Al rugby se llega normalmente de la mano. Un padre, una madre, un amigo, alguien que seguramente haya jugado antes, sirve de enlace. Acompaña, explica las reglas, los códigos de comportamiento, escolta hasta el terreno de juego, tan sagrado en otros deportes y tan familiar en este. Si el invitado todavía está en edad de crecer, seguramente terminará cruzando la cal y jugando. Si ya ha pasado los años en los que no duelen los golpes, al menos quedará enganchado para el resto de la vida a este que, según dicen que dijo Churchill, es un deporte de hooligans jugado por caballeros.
Sea porque necesita cierto rito iniciático, sea por su tardía profesionalización o por la alargada sombra del fútbol, el deporte oval nunca ha tenido una afición masiva en España ni en casi ninguno de los países de habla hispana, con la notable excepción de Argentina. Eso nos ha dejado casi huérfanos de libros sobre el tema en nuestro idioma, y no es que al rugby le falten precisamente episodios célebres o rocambolescos.

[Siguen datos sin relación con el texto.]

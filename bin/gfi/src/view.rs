/* This file is part of Gegofi (https://gego.fi)
 *
 * Copyright (C) 2021-2026 Gegofi foundation
 *
 * This program is free software: you can redistribute it and/or modify
 * it under the terms of the GNU Affero General Public License as
 * published by the Free Software Foundation, either version 3 of the
 * License, or (at your option) any later version.
 *
 * This program is distributed in the hope that it will be useful,
 * but WITHOUT ANY WARRANTY; without even the implied warranty of
 * MERCHANTABILITY or FITNESS FOR A PARTICULAR PURPOSE.  See the
 * GNU Affero General Public License for more details.
 *
 * You should have received a copy of the GNU Affero General Public License
 * along with this program.  If not, see <https://www.gnu.org/licenses/>.
 */

//! Table rendering of fetched state.
use prettytable::{format, row, Table};
use rust_decimal::Decimal;

use gegofi::{
    gego::{Collections, Gego},
    state::{
        analytics::{BurnRecord, Proposal},
        farm::PoolInfo,
        nft::GenerationViews,
        sale::SaleInfo,
        vault::VaultInfo,
        GenerationPair,
    },
    util::parse::{encode_base10, BALANCE_BASE10_DECIMALS},
};

pub fn render_farm_pools(pools: &GenerationPair<Option<PoolInfo>>) {
    render_farm_pool("Legacy mine", &pools.old);
    render_farm_pool("Current mine", &pools.new);
}

fn render_farm_pool(label: &str, pool: &Option<PoolInfo>) {
    let Some(pool) = pool else {
        println!("{label}: not deployed on this network");
        return
    };

    let mut table = new_table();
    table.set_titles(row!["Pool", "Total staked", "Reward rate", "Your stake", "Pending"]);
    table.add_row(row![
        pool.address,
        balance(&pool.staked_total),
        balance(&pool.reward_rate),
        balance(&pool.user_staked),
        balance(&pool.user_pending),
    ]);

    println!("{label}:");
    table.printstd();
}

pub fn render_vaults(vaults: &GenerationPair<Option<VaultInfo>>) {
    render_vault("Legacy vault", &vaults.old);
    render_vault("Current vault", &vaults.new);
}

fn render_vault(label: &str, vault: &Option<VaultInfo>) {
    let Some(vault) = vault else {
        println!("{label}: not deployed on this network");
        return
    };

    let mut table = new_table();
    table.set_titles(row!["Vault", "Total deposits", "Your shares", "Pending"]);
    table.add_row(row![
        vault.address,
        balance(&vault.total_deposits),
        balance(&vault.user_shares),
        balance(&vault.user_pending),
    ]);

    println!("{label}:");
    table.printstd();
}

pub fn render_gegos(views: &GenerationViews, collections: &Collections) {
    render_gego_view("Legacy generation", &views.legacy, collections);
    render_gego_view("Current generation", &views.current, collections);
}

fn render_gego_view(label: &str, gegos: &[Gego], collections: &Collections) {
    if gegos.is_empty() {
        println!("{label}: no items");
        return
    }

    let mut table = new_table();
    table.set_titles(row!["ID", "Grade", "Quality", "Efficiency", "Amount", "Staked"]);
    for gego in gegos {
        table.add_row(row![
            gego.id,
            gego.grade_config(collections).grade.title(),
            gego.quality,
            efficiency(gego.efficiency),
            balance(&gego.amount),
            if gego.staked { "yes" } else { "no" },
        ]);
    }

    println!("{label}:");
    table.printstd();
}

pub fn render_sale(info: &SaleInfo) {
    let mut table = new_table();
    table.set_titles(row!["Price", "Cap", "Sold", "Your purchase"]);
    table.add_row(row![
        balance(&info.price),
        balance(&info.cap),
        balance(&info.sold),
        balance(&info.purchased),
    ]);
    table.printstd();
}

pub fn render_burns(records: &[BurnRecord]) {
    if records.is_empty() {
        println!("No burns recorded");
        return
    }

    let mut table = new_table();
    table.set_titles(row!["ID", "Amount", "Timestamp"]);
    for record in records {
        table.add_row(row![record.id, balance(&record.amount), record.timestamp]);
    }
    table.printstd();
}

pub fn render_proposals(proposals: &[Proposal]) {
    if proposals.is_empty() {
        println!("No proposals");
        return
    }

    let mut table = new_table();
    table.set_titles(row!["ID", "Title", "State", "For", "Against"]);
    for proposal in proposals {
        table.add_row(row![
            proposal.id,
            proposal.title,
            proposal.state,
            balance(&proposal.votes_for),
            balance(&proposal.votes_against),
        ]);
    }
    table.printstd();
}

fn new_table() -> Table {
    let mut table = Table::new();
    table.set_format(*format::consts::FORMAT_NO_BORDER_LINE_SEPARATOR);
    table
}

fn balance(amount: &num_bigint::BigUint) -> String {
    encode_base10(amount, BALANCE_BASE10_DECIMALS)
}

/// Scale the on-chain efficiency units down to the display form.
fn efficiency(raw: Decimal) -> Decimal {
    (raw / Decimal::from(100000)).normalize()
}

Para paliar un poco este déficit, Fermín de la Calle nos propone en Con fina desobediencia (Libros del K.O.) un recorrido histórico muy a la manera de un tercer tiempo, donde corre la cerveza, se va secando el barro, se suelta la lengua y las anécdotas se amontonan unas sobre otras. Desde las leyendas sobre el origen del deporte hasta los mundiales más recientes, el libro da cuenta de este casi par de siglos en los que han cambiado jugadores, reglas y puntuación, pero permanece el espíritu. Lo hace de manera más o menos cronológica y con el ojo puesto sobre todo fuera de nuestras fronteras en el rugby de selecciones, siempre con cierta nostalgia por las giras internacionales de antaño, que recoge en la mejor parte del libro sin escatimar en detalles y entrando incluso en comentar los problemas políticos que tenían que salvar.
No conozco a Fermín de la Calle en persona, pero tengo que reconocer que he leído artículos suyos en infinidad de ocasiones. Diría que es casi imposible haber leído un poco sobre rugby en España en los últimos años y no haberse cruzado con su firma en más de una ocasión. Con fina desobediencia está tan bien escrito que no se nota, algo que tiene mérito. Vivimos en la época de la adjetivación excesiva y la grandilocuencia, parece que las grandes gestas deportivas del presente y el pasado tienen que ir acompañadas de un lenguaje igual de ampuloso y encendido. Pero al rugby eso no le va. El rugby es más del estilo que demuestra Cliff Morgan en la narración del que muchos consideran el mejor ensayo de la historia (Barbarians contra Nueva Zelanda, 1973). Pocas palabras, casi todo sustantivos, el punto justo de emoción en la voz y ningún adorno. Este texto bebe de ese espíritu, y creo que es una de las mejores cosas que se pueden decir de él (y de cualquiera).
Más allá de ello, los aficionados fieles encontrarán un enorme surtido de anécdotas y estoy por asegurar que más de una que desconocen, aunque también podrán saltarse las partes más obvias y más didácticas. Los neófitos puede que se verán abrumados por la gran cantidad de nombres, términos y lugares que son solo citados brevemente. Quizá ese sea uno de los mayores reparos que se le pueden poner al libro, que queda a medio camino entre un manual de iniciación y una biblia para entendidos. Eso y que podríamos discutir si la traducción de la expresión que da título al libro es la más apropiada en español para ese “with a fine disregard” con el que en Rugby recuerdan el momento en que, dice la leyenda, William Webb Ellis corrió por primera vez con el balón en las manos.
Con todo, los méritos pesan mucho más que los posibles desaciertos y sin duda hay que celebrar que el oval encuentre un sitio no solo en la madera húmeda de los pubs sino sobre las dignas tablas de las mejores estanterías.